On Tuesday's World News broadcast, correspondent Lisa Stark demonstrates the dangers of driving after taking sleeping medication. She traveled to the University of Iowa, home of the most advanced driving simulator in the country, to reproduce the experience of driving while under the influence of such medication.

Before the trial, she demonstrates abilities of a good driver within the simulator.

"You did fine in your test run," Omar Ahmad, director of operations for the National Advanced Driving Simulator tells her. "You were alert, you were paying attention, you were able to track, you were fairly well within the speed limit, your eye movements were consistent with someone who's alert, scanning the traffic around them as you should be."

Stark then takes a sleeping pill and undergoes another series of driving simulations. The first, at 30 minutes, demonstrates the effects during the medication's onset. Its effects are already noticeable.

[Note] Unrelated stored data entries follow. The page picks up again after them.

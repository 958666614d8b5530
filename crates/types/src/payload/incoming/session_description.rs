use serde::{Deserialize, Serialize};

use crate::SECRET_KEY_LEN;

#[derive(Clone, PartialEq, Eq, Deserialize, Hash, Serialize)]
pub struct SessionDescription {
    pub mode: String,
    pub secret_key: [u8; SECRET_KEY_LEN],
}

// Keeps the key out of logs.
impl std::fmt::Debug for SessionDescription {
    fn fmt(&self, f: &mut std::fmt::Formatter<'_>) -> std::fmt::Result {
        f.debug_struct("SessionDescription")
            .field("mode", &self.mode)
            .finish_non_exhaustive()
    }
}

#[cfg(test)]
mod tests {
    use super::*;
    use serde_json::json;

    #[test]
    fn key_must_be_full_length() {
        let short = json!({ "mode": "xchacha20_poly1305", "secret_key": ([0u8; 16]) });
        assert!(serde_json::from_value::<SessionDescription>(short).is_err());

        let full = json!({ "mode": "xchacha20_poly1305", "secret_key": ([7u8; 32]) });
        let description: SessionDescription = serde_json::from_value(full).unwrap();
        assert_eq!(description.secret_key, [7; SECRET_KEY_LEN]);
    }

    #[test]
    fn debug_hides_key() {
        let description = SessionDescription {
            mode: "xchacha20_poly1305".into(),
            secret_key: [42; SECRET_KEY_LEN],
        };
        let output = format!("{description:?}");
        assert!(!output.contains("42"));
    }
}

"Lisa is now driving in the passing lane at a velocity of about 53 miles per hour in a 70 mph speed zone," reported Ahmad, in the control room at the time. "This is very dangerous."

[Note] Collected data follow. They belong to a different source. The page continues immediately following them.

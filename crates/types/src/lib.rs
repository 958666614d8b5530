#![forbid(unsafe_code)]
#![warn(
    clippy::pedantic,
    clippy::must_use_candidate,
    clippy::empty_enum,
    clippy::unwrap_used
)]
#![allow(
    clippy::new_without_default,
    clippy::missing_errors_doc,
    clippy::module_name_repetitions
)]

mod deserializers;

pub mod close_code;
pub mod envelope;
pub mod opcode;
pub mod payload;

pub use self::close_code::{CloseCode, ClosePolicy};
pub use self::envelope::{decode_envelope, encode_envelope};
pub use self::opcode::OpCode;

/// Voice gateway API version spoken by `voicewire`.
pub const API_VERSION: u8 = 4;

/// Length of the per-session media encryption key.
pub const SECRET_KEY_LEN: usize = 32;
use serde::{Deserialize, Serialize};
use twilight_model::id::Id;
use twilight_model::id::marker::{GuildMarker, UserMarker};

/// Starts a fresh voice session.
#[derive(Clone, PartialEq, Eq, Deserialize, Hash, Serialize)]
pub struct Identify {
    #[serde(rename = "server_id")]
    pub guild_id: Id<GuildMarker>,
    pub user_id: Id<UserMarker>,
    pub session_id: String,
    pub token: String,
}

impl std::fmt::Debug for Identify {
    fn fmt(&self, f: &mut std::fmt::Formatter<'_>) -> std::fmt::Result {
        f.debug_struct("Identify")
            .field("guild_id", &self.guild_id)
            .field("user_id", &self.user_id)
            .field("session_id", &self.session_id)
            .finish_non_exhaustive()
    }
}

"And now she's stopped blinking… She's really just zoned out," said Susan T. Chrysler, the simulator's director of research.

"Am I on the wrong side of the road?" Stark is heard asking. During this session she weaves along the interstate and occasionally veers onto the shoulder of the road. She runs at least one red light.

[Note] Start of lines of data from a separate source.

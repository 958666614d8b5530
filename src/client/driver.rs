//! The task behind a [`VoiceClient`]: keeps the control channel open and
//! walks every connection through the handshake.
//!
//! [`VoiceClient`]: super::VoiceClient
use super::Shared;
use super::error::{VoiceClientError, VoiceClientErrorType};
use super::state::{ReconnectMode, VoiceClientState};
use crate::crypto::EncryptMode;
use crate::net::gateway::{GatewayConnection, GatewayMessage, GatewaySink};

use futures::{SinkExt, StreamExt};
use serde::Serialize;
use std::sync::Arc;
use std::time::Duration;
use tokio::sync::mpsc;
use tracing::{debug, trace, warn};
use twilight_model::gateway::CloseFrame;
use voicewire_types::payload::incoming::{Hello, Ready, SessionDescription};
use voicewire_types::payload::outgoing::{Identify, Resume, SelectProtocol};
use voicewire_types::payload::{Event, Speaking};
use voicewire_types::{ClosePolicy, CloseCode, OpCode, decode_envelope, encode_envelope};

/// A close frame should not hold up a reconnect for long.
const CLOSE_TIMEOUT: Duration = Duration::from_secs(1);

/// Requests for the driver coming from outside the read loop.
#[derive(Debug, Clone, Copy, PartialEq, Eq)]
pub(crate) enum Signal {
    /// The heartbeater gave up on the current connection.
    ConnectionLost,

    /// The caller asked for a fresh session.
    Restart,
}

/// Receiving halves owned by the driver once it runs.
#[derive(Debug)]
pub(crate) struct Channels {
    pub outbound: mpsc::UnboundedReceiver<String>,
    pub signals: mpsc::UnboundedReceiver<Signal>,
}

enum Outcome {
    Closed,
    Reconnect(ReconnectMode),
}

pub(crate) struct Driver {
    shared: Arc<Shared>,
    channels: Channels,

    /// Whether a session reached `Ready` and can be resumed.
    established: bool,

    /// Encryption agreed on in `ready`, consumed by `session_description`.
    negotiated: Option<EncryptMode>,
}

She undergoes another session at 90 minutes – at the drug's peak time of effect – during which time she nearly swerves into a truck. She narrowly misses one parked vehicle, but hits another. She falls asleep the minute the car is stopped. Asked to walk in a straight line, she is unsuccessful.

"I didn't feel that I was in control and I felt that I couldn't take in all the information on the roads and the car," says Stark. "I should not have been driving in that position."

Her last drive takes place four hours after taking the drug. Although her response times are improved, she continues to have seconds of zoning out, called "micro-sleeps."

"I think we can pretty safely say that we would recommend that she not drive a vehicle even at this point," said Ahmad. "Her reaction is indicative of somebody who's still somewhat impaired. "

Although the term "sleep driving" has been used to describe impaired driving due to misuse or abuse of sedative drugs like sleeping pills, the term technically refers only to cases when individuals drive while actually asleep or not fully conscious – much like sleep walking. These individuals typically drive in an impaired or unsafe manner.

First reported in 1996, sleep driving falls under the category of "complex behaviors" that can be side effects of certain sleeping pills. Other reported complex behaviors include sleep eating, sleep sex and sleep violence.

Such complex behaviors, however, are actually quite rare. In a review from 1992-2006 reports, researchers found a total of only 14 reports of sleep driving.